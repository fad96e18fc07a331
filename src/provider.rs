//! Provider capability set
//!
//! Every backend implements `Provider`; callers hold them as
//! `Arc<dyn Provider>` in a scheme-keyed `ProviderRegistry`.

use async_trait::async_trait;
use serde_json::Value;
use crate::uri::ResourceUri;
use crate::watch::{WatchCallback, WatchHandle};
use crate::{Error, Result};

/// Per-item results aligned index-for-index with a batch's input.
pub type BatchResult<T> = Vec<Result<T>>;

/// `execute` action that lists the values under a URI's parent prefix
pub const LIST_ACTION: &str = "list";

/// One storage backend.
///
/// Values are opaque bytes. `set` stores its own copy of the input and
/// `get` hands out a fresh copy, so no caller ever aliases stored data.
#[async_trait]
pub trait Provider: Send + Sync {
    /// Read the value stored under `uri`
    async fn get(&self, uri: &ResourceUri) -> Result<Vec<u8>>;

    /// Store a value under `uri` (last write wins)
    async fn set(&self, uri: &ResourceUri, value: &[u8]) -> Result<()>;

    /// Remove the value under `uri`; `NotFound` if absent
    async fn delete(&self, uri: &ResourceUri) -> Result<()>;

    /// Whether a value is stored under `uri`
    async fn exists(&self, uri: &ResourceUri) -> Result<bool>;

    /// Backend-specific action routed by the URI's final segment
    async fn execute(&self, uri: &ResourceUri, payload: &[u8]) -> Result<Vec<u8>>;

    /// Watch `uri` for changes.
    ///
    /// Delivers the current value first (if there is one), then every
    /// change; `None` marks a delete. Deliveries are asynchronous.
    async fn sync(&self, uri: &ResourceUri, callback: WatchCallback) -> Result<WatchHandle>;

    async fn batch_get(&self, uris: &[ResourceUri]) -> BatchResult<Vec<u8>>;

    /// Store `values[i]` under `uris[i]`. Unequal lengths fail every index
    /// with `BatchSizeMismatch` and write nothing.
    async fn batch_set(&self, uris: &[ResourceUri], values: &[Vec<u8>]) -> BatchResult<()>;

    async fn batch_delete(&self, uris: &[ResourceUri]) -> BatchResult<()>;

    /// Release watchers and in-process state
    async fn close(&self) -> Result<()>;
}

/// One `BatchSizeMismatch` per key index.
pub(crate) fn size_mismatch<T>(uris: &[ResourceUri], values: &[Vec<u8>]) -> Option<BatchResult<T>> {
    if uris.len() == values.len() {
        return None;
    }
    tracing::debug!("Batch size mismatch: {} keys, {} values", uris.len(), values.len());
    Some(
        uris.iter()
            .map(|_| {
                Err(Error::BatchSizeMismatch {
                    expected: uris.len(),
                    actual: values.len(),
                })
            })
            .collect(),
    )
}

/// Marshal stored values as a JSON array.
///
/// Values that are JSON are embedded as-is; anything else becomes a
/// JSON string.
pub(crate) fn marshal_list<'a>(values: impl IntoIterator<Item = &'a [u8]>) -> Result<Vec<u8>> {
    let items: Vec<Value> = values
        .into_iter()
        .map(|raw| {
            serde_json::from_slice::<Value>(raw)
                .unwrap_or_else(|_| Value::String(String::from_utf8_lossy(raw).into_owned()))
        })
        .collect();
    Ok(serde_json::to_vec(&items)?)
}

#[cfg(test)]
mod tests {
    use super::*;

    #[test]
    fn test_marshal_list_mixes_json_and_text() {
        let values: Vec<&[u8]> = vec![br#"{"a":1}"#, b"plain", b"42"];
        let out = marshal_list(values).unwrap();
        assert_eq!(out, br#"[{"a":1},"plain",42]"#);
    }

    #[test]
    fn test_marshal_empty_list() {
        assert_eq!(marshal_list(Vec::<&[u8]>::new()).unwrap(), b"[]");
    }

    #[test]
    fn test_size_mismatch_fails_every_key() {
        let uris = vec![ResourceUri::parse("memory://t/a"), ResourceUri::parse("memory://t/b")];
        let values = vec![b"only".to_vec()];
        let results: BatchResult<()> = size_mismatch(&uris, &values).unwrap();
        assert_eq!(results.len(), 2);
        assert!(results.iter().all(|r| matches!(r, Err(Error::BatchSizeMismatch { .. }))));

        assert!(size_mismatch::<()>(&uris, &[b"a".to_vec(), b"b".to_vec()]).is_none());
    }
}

::::

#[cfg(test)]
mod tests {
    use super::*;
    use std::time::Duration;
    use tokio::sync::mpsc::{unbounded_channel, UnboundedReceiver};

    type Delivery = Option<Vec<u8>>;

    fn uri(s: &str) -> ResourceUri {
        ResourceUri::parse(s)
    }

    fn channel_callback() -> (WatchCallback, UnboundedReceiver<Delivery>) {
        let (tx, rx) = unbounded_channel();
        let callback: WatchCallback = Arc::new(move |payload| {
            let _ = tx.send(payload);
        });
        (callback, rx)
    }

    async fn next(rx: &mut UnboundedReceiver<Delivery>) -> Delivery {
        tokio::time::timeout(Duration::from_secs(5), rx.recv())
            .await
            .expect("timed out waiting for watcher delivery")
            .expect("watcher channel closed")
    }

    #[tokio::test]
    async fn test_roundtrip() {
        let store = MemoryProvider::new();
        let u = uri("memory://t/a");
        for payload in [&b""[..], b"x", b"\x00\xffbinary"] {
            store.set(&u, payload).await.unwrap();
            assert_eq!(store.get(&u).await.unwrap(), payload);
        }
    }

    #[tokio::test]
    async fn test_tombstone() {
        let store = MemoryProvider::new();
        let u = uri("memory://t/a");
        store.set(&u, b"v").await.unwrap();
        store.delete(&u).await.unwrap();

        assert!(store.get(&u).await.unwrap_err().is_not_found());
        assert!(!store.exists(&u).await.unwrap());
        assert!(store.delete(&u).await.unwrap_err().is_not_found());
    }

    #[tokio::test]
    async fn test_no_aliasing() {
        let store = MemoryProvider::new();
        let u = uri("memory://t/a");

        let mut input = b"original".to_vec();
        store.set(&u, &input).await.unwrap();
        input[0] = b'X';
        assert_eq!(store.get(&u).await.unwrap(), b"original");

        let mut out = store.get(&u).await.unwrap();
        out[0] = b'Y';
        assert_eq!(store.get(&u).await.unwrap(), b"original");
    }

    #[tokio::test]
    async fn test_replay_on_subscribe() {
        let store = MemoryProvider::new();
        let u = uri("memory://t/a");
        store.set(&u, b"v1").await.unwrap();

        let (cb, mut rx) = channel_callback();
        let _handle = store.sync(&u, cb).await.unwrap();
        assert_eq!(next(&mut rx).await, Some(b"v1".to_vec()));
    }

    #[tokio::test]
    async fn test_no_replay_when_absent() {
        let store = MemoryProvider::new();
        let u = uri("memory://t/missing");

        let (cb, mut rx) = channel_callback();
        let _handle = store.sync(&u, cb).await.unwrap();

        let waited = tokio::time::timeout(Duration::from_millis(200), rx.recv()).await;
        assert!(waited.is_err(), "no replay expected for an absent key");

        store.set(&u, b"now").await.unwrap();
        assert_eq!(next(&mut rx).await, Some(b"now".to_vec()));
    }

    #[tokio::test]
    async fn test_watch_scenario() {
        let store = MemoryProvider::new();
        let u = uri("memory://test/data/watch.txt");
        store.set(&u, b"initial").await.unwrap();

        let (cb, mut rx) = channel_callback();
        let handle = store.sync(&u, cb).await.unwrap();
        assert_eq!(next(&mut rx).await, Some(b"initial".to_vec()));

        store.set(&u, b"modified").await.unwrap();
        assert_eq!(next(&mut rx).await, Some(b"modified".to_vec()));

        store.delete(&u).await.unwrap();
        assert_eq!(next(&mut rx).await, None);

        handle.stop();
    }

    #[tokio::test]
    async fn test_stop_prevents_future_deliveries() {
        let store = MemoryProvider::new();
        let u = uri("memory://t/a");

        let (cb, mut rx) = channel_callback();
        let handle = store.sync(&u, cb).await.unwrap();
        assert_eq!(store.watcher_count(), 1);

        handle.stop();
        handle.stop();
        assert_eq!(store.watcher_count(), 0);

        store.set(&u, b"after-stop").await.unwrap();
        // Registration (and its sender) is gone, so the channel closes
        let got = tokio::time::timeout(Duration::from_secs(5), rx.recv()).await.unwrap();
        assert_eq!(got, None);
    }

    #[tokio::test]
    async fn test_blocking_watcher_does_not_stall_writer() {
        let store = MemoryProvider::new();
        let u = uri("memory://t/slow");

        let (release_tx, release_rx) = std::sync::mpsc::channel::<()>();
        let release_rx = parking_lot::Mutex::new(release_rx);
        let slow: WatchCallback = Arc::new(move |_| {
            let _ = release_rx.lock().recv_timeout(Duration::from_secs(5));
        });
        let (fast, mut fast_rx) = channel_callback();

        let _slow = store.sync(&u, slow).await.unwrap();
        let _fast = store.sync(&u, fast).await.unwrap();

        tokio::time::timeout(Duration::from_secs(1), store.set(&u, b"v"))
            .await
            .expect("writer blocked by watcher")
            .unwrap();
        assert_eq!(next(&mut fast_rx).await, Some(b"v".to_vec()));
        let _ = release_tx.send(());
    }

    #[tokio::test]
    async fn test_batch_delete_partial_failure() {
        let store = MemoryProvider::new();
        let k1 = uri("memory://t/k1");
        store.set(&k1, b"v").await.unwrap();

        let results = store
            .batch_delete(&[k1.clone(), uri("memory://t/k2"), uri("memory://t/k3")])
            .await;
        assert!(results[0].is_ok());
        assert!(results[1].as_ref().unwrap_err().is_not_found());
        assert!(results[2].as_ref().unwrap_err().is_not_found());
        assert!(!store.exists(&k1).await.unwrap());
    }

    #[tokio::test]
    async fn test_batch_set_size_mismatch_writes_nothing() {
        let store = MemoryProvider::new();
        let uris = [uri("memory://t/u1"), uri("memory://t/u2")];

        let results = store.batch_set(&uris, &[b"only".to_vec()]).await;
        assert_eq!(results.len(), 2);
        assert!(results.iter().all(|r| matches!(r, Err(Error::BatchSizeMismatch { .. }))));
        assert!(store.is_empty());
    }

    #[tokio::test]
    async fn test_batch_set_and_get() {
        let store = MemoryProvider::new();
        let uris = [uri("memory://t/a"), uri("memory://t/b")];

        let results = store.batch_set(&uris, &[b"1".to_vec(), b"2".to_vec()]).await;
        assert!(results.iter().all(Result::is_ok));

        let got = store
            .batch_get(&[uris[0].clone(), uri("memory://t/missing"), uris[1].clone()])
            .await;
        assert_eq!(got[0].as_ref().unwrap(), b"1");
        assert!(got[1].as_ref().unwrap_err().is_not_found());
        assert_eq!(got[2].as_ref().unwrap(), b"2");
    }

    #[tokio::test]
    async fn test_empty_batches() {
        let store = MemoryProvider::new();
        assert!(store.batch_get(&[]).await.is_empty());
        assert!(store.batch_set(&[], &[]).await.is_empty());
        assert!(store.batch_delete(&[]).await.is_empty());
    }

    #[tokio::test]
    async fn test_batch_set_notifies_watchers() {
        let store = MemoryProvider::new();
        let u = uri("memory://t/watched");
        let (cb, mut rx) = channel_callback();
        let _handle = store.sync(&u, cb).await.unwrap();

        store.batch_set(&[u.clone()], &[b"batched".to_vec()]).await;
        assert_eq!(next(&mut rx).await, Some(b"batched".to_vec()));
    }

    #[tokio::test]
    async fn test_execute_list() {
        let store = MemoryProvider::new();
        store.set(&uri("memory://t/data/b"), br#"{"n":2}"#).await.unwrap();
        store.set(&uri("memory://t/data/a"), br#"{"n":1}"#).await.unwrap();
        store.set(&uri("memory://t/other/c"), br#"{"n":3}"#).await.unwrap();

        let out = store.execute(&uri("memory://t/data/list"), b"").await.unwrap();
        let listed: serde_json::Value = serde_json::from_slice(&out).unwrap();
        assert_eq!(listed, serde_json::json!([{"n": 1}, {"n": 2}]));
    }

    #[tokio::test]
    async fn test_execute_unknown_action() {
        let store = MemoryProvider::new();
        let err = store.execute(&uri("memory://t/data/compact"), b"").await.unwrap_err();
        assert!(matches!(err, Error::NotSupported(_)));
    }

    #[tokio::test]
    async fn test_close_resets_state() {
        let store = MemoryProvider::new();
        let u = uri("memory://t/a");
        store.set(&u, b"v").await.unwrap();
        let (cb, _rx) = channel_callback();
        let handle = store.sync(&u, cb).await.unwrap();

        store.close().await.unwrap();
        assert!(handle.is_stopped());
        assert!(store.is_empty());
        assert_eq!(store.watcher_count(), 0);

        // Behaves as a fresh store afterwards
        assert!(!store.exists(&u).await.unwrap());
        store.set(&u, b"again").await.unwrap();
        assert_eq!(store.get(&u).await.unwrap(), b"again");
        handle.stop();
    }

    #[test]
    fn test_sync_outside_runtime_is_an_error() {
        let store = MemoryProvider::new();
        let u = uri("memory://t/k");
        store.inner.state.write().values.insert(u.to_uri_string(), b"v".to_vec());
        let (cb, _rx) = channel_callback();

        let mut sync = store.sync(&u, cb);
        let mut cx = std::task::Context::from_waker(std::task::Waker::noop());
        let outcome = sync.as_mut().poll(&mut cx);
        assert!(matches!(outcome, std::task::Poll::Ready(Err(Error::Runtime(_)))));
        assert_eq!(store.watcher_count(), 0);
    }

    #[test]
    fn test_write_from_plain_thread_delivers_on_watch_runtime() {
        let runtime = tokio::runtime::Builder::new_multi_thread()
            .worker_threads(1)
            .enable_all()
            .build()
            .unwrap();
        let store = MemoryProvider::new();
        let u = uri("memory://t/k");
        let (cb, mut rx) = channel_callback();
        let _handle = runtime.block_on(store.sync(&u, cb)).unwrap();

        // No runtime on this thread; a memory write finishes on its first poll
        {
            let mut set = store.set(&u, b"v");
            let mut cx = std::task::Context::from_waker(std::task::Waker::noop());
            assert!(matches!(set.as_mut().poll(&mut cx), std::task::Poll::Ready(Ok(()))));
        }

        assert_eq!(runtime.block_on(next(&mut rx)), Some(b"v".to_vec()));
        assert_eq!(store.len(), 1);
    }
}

::::

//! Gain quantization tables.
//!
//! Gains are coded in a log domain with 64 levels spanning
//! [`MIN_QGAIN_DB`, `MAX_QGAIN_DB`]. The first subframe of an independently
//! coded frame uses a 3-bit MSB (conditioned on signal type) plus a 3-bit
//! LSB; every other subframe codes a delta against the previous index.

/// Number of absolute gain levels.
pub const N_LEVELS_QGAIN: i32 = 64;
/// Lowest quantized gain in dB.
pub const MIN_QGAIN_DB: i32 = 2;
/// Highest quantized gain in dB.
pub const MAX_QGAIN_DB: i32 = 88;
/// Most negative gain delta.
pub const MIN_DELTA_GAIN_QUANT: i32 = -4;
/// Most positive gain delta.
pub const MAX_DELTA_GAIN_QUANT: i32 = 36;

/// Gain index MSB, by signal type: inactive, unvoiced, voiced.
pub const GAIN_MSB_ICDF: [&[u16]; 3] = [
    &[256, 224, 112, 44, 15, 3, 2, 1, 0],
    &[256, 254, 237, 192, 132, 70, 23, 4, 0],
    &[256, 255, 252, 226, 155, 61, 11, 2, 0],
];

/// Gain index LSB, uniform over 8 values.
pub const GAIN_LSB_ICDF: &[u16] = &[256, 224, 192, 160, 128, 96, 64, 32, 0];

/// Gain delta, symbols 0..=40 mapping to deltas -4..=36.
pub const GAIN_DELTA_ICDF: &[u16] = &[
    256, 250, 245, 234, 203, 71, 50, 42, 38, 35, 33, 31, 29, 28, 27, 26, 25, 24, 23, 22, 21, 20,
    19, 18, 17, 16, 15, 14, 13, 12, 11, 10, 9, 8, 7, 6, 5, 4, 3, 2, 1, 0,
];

::::

Aim of the task: Return the span of lines in the data above that opens at the line with "filename src/provider.rs" and closes at the line with "return None;", exactly, ends included, nothing else.

Result of this task:
filename src/provider.rs
//! Provider capability set
//!
//! Every backend implements `Provider`; callers hold them as
//! `Arc<dyn Provider>` in a scheme-keyed `ProviderRegistry`.

use async_trait::async_trait;
use serde_json::Value;
use crate::uri::ResourceUri;
use crate::watch::{WatchCallback, WatchHandle};
use crate::{Error, Result};

/// Per-item results aligned index-for-index with a batch's input.
pub type BatchResult<T> = Vec<Result<T>>;

/// `execute` action that lists the values under a URI's parent prefix
pub const LIST_ACTION: &str = "list";

/// One storage backend.
///
/// Values are opaque bytes. `set` stores its own copy of the input and
/// `get` hands out a fresh copy, so no caller ever aliases stored data.
#[async_trait]
pub trait Provider: Send + Sync {
    /// Read the value stored under `uri`
    async fn get(&self, uri: &ResourceUri) -> Result<Vec<u8>>;

    /// Store a value under `uri` (last write wins)
    async fn set(&self, uri: &ResourceUri, value: &[u8]) -> Result<()>;

    /// Remove the value under `uri`; `NotFound` if absent
    async fn delete(&self, uri: &ResourceUri) -> Result<()>;

    /// Whether a value is stored under `uri`
    async fn exists(&self, uri: &ResourceUri) -> Result<bool>;

    /// Backend-specific action routed by the URI's final segment
    async fn execute(&self, uri: &ResourceUri, payload: &[u8]) -> Result<Vec<u8>>;

    /// Watch `uri` for changes.
    ///
    /// Delivers the current value first (if there is one), then every
    /// change; `None` marks a delete. Deliveries are asynchronous.
    async fn sync(&self, uri: &ResourceUri, callback: WatchCallback) -> Result<WatchHandle>;

    async fn batch_get(&self, uris: &[ResourceUri]) -> BatchResult<Vec<u8>>;

    /// Store `values[i]` under `uris[i]`. Unequal lengths fail every index
    /// with `BatchSizeMismatch` and write nothing.
    async fn batch_set(&self, uris: &[ResourceUri], values: &[Vec<u8>]) -> BatchResult<()>;

    async fn batch_delete(&self, uris: &[ResourceUri]) -> BatchResult<()>;

    /// Release watchers and in-process state
    async fn close(&self) -> Result<()>;
}

/// One `BatchSizeMismatch` per key index.
pub(crate) fn size_mismatch<T>(uris: &[ResourceUri], values: &[Vec<u8>]) -> Option<BatchResult<T>> {
    if uris.len() == values.len() {
        return None;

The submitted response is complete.